La Francia, senza Caterina de’ Medici, non avrebbe la forchetta, l’Italia, senza Caterina de’ Medici, non avrebbe il Cabernet. Perché quando la futura regina consorte di Francia sposò Enrico II di Valois, nel 1533, Re dal 1547, alla corte di Francia la vita era ben diversa da quella di Firenze. In Toscana, nonostante il declino dei Medici, la cultura, giocava un ruolo di primissimo piano, e Caterina seppe conquistarsi il rispetto dei reali francesi anche grazie alla sua straordinaria preparazione: padroneggiava l’italiano, il francese, il latino e il greco. E mangiava con la forchetta. L’occasione per ricordare la sua portata, ce la offre “Caterina de’ Medici e il suo ricettario. Piccola degustazione storica”, tra assaggi, sapori, profumi e suggestioni della tavola tra il Cinquecento e il Seicento, il 29 aprile al Palazzo Pretorio a Terra del Sole, città-fortezza medicea nel cuore della Romagna, tra i tantissimi eventi promossi dalla Strada dei Vini e dei Sapori dei Colli di Forlì e Cesena, con Slow Food, alla scoperta di un mondo culinario solo in parte scomparso, ma che, in tante declinazioni, risulta ancora presente nella cucina moderna.

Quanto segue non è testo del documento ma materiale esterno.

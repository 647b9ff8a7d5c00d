use crate::backend::StorageBackend;
use crate::data_url::DataUrl;
use crate::manifest::{decode_manifest, encode_manifest};
use crate::models::{CameraOptions, Photo, PhotoGalleryConfig, RuntimeKind};
use crate::platform::{Camera, KeyValueStore, PlatformError};

/// Error type for photo gallery operations
#[derive(Debug)]
pub enum PhotoGalleryError {
    /// A camera, filesystem or store call failed
    Platform(PlatformError),
    /// The stored manifest could not be deserialized
    PersistedStateCorrupt(serde_json::Error),
    /// The camera result lacks the field the runtime needs
    MissingCameraResult(String),
    /// Writing the manifest back to the store failed
    PersistFailed(PlatformError),
    Other(String),
}

impl std::fmt::Display for PhotoGalleryError {
    fn fmt(&self, f: &mut std::fmt::Formatter<'_>) -> std::fmt::Result {
        match self {
            PhotoGalleryError::Platform(e) => write!(f, "Platform error: {}", e),
            PhotoGalleryError::PersistedStateCorrupt(e) => {
                write!(f, "Stored photo manifest is corrupt: {}", e)
            }
            PhotoGalleryError::MissingCameraResult(msg) => {
                write!(f, "Incomplete camera result: {}", msg)
            }
            PhotoGalleryError::PersistFailed(e) => {
                write!(f, "Failed to persist photo manifest: {}", e)
            }
            PhotoGalleryError::Other(msg) => write!(f, "{}", msg),
        }
    }
}

impl std::error::Error for PhotoGalleryError {}

impl From<PlatformError> for PhotoGalleryError {
    fn from(err: PlatformError) -> Self {
        PhotoGalleryError::Platform(err)
    }
}

/// Handle returned by [`PhotoGalleryService::subscribe`]
#[derive(Debug, Clone, Copy, PartialEq, Eq, Hash)]
pub struct SubscriptionId(u64);

type Listener = Box<dyn Fn(&[Photo])>;

/// Photo Gallery Service
///
/// Owns the ordered photo list (newest first). Every change goes through
/// [`set_photos`](Self::set_photos), which writes the manifest and then
/// notifies subscribers.
pub struct PhotoGalleryService {
    config: PhotoGalleryConfig,
    backend: Box<dyn StorageBackend>,
    camera: Box<dyn Camera>,
    store: Box<dyn KeyValueStore>,
    photos: Vec<Photo>,
    listeners: Vec<(SubscriptionId, Listener)>,
    next_subscription: u64,
    clock: Box<dyn Fn() -> i64>,
}

impl PhotoGalleryService {
    pub fn new(
        config: PhotoGalleryConfig,
        backend: Box<dyn StorageBackend>,
        camera: Box<dyn Camera>,
        store: Box<dyn KeyValueStore>,
    ) -> Self {
        Self {
            config,
            backend,
            camera,
            store,
            photos: Vec::new(),
            listeners: Vec::new(),
            next_subscription: 0,
            clock: Box::new(|| chrono::Utc::now().timestamp_millis()),
        }
    }

    /// Replaces the millisecond clock used for capture filenames
    pub fn with_clock(mut self, clock: impl Fn() -> i64 + 'static) -> Self {
        self.clock = Box::new(clock);
        self
    }

    pub fn runtime(&self) -> RuntimeKind {
        self.backend.kind()
    }

    pub fn photos(&self) -> &[Photo] {
        &self.photos
    }

    pub fn len(&self) -> usize {
        self.photos.len()
    }

    pub fn is_empty(&self) -> bool {
        self.photos.is_empty()
    }

    /// Registers a listener that receives the full list after every change
    pub fn subscribe(&mut self, listener: impl Fn(&[Photo]) + 'static) -> SubscriptionId {
        let id = SubscriptionId(self.next_subscription);
        self.next_subscription += 1;
        self.listeners.push((id, Box::new(listener)));
        id
    }

    pub fn unsubscribe(&mut self, id: SubscriptionId) -> bool {
        let before = self.listeners.len();
        self.listeners.retain(|(listener_id, _)| *listener_id != id);
        self.listeners.len() != before
    }

    /// Loads the manifest, hydrates every entry in order and stores the result
    /// through [`set_photos`](Self::set_photos).
    ///
    /// Nothing is published or written if the manifest is corrupt or any entry
    /// fails to hydrate. A missing manifest is written back as `[]`.
    pub async fn initialize(&mut self) -> Result<(), PhotoGalleryError> {
        let stored = self.store.get(&self.config.manifest_key).await?;
        let loaded = decode_manifest(stored.as_deref())?;

        log::debug!(
            "Hydrating {} photos for {:?} runtime",
            loaded.len(),
            self.backend.kind()
        );

        let mut photos = Vec::with_capacity(loaded.len());
        for photo in loaded {
            photos.push(self.backend.hydrate(photo).await?);
        }

        log::info!("Photo gallery loaded with {} photos", photos.len());
        self.set_photos(photos).await
    }

    /// Takes a photo with the rear camera and prepends it to the gallery.
    pub async fn capture(&mut self) -> Result<Photo, PhotoGalleryError> {
        let captured = self.camera.get_photo(&CameraOptions::default()).await?;
        let filename = self.filename_for((self.clock)());

        let photo = self.backend.write_capture(&captured, &filename).await?;
        log::info!("Captured photo {}", photo.filepath);

        let mut photos = Vec::with_capacity(self.photos.len() + 1);
        photos.push(photo.clone());
        photos.extend(self.photos.iter().cloned());
        self.set_photos(photos).await?;

        Ok(photo)
    }

    /// Replaces the photo list, writes the manifest and notifies subscribers.
    ///
    /// Manifest write failures are logged. They are only returned when
    /// `surface_persist_errors` is set; the new list is published either way.
    pub async fn set_photos(&mut self, photos: Vec<Photo>) -> Result<(), PhotoGalleryError> {
        self.photos = photos;
        let persisted = self.persist().await;
        self.publish();

        if let Err(e) = persisted {
            log::error!("{}", e);
            if self.config.surface_persist_errors {
                return Err(e);
            }
        }
        Ok(())
    }

    /// Reads the stored image of the photo at `index` as a data URL
    pub async fn read_photo(&self, index: usize) -> Result<DataUrl, PhotoGalleryError> {
        let photo = self
            .photos
            .get(index)
            .ok_or_else(|| PhotoGalleryError::Other(format!("No photo at index {}", index)))?;
        self.backend.read_photo(photo).await
    }

    pub fn filename_for(&self, timestamp_ms: i64) -> String {
        format!("{}.{}", timestamp_ms, self.config.file_extension)
    }

    async fn persist(&self) -> Result<(), PhotoGalleryError> {
        let value = encode_manifest(&self.photos)?;
        self.store
            .set(&self.config.manifest_key, &value)
            .await
            .map_err(PhotoGalleryError::PersistFailed)
    }

    fn publish(&self) {
        for (_, listener) in &self.listeners {
            listener(&self.photos);
        }
    }
}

Quando, nel Cinquecento, Caterina de’ Medici introdusse la forchetta alla corte di Francia e nel mondo intero, fu perché le ampie gorgiere alla moda intralciavano le nobili bocche nell’assaggiare le tante ricette che aveva portato con sé dall’Italia, grazie al suo seguito di cuochi, pasticceri e gelatai, entrate poi a far parte della cucina francese ed a porne le basi, ispirando cuochi come François Vatel e Georges Auguste Escoffier, che, grazie all’esempio “italiano”, per quanto l’Italia fosse ancora tutta da “costruire”, riformarono le tradizioni culinarie medievale, traghettandola la tavola francese nella modernità. Non a caso, il secolo di Caterina, è anche quello del “Galateo”, il trattato per eccellenza sulle buone maniere a tavola di Giovanni Della Casa.
Particolare non di poco conto, quello della forchetta nella mise en place rigorosamente con tovaglie damascate, perché le posate, all’epoca, erano comunemente utilizzate solo nelle corti di Firenze e di Venezia. A Parigi, si mangiava ancora con le mani, ma ben presto la novità venne accolta con piacere, così come i piatti giunti a corte direttamente dalla ricca tradizione gastronomica toscana. Tra le tante, vale la pena ricordare il “papero al melarancio”, diventato in Francia “canard à l’orange”, una delle portate del suo banchetto nuziale a Marsiglia, ma già diffusa ed apprezzata a Firenze, anche per via dell’originale abbinamento tra carne e frutta, tipico della cucina araba. Ma anche l’uso dell’olio d’oliva, le salse, come la béchamel, il gelato, le omelette, gli spinaci, i fagioli, i piselli, i carciofi, la pasta, i macarons, le crêpe e, probabilmente, i marron glacé, sono tra i meriti da ascrivere a Caterina de’ Medici che, in cambio, all’Italia, o meglio alla Toscana, “regalò” il Cabernet.
Uva tipicamente francese, tanto che veniva chiamata “Uva Francesca”, il Cabernet trovò a Carmignano il suo primo territorio di domesticazione in Italia. Quando, nel 1716, Cosimo III de’ Medici definì le zone di produzione del Chianti Classico, del Pomino/Chianti Rufina, del Valdarno di Sopra e del Carmignano, nel suo celebre bando citò l’“Uva Francesca”. Che ancora oggi, dopo più di tre secoli, concorre nelle sue due declinazioni - Cabernet Franc e Cabernet Sauvignon - alla produzione del Carmignano Docg, insieme al Sangiovese e alle altre uve autoctone toscane.
Insomma, l’egemonia che, dal Seicento, la cucina francese conquista sul mondo occidentale ha forti radici fiorentine, più ancora che italiane.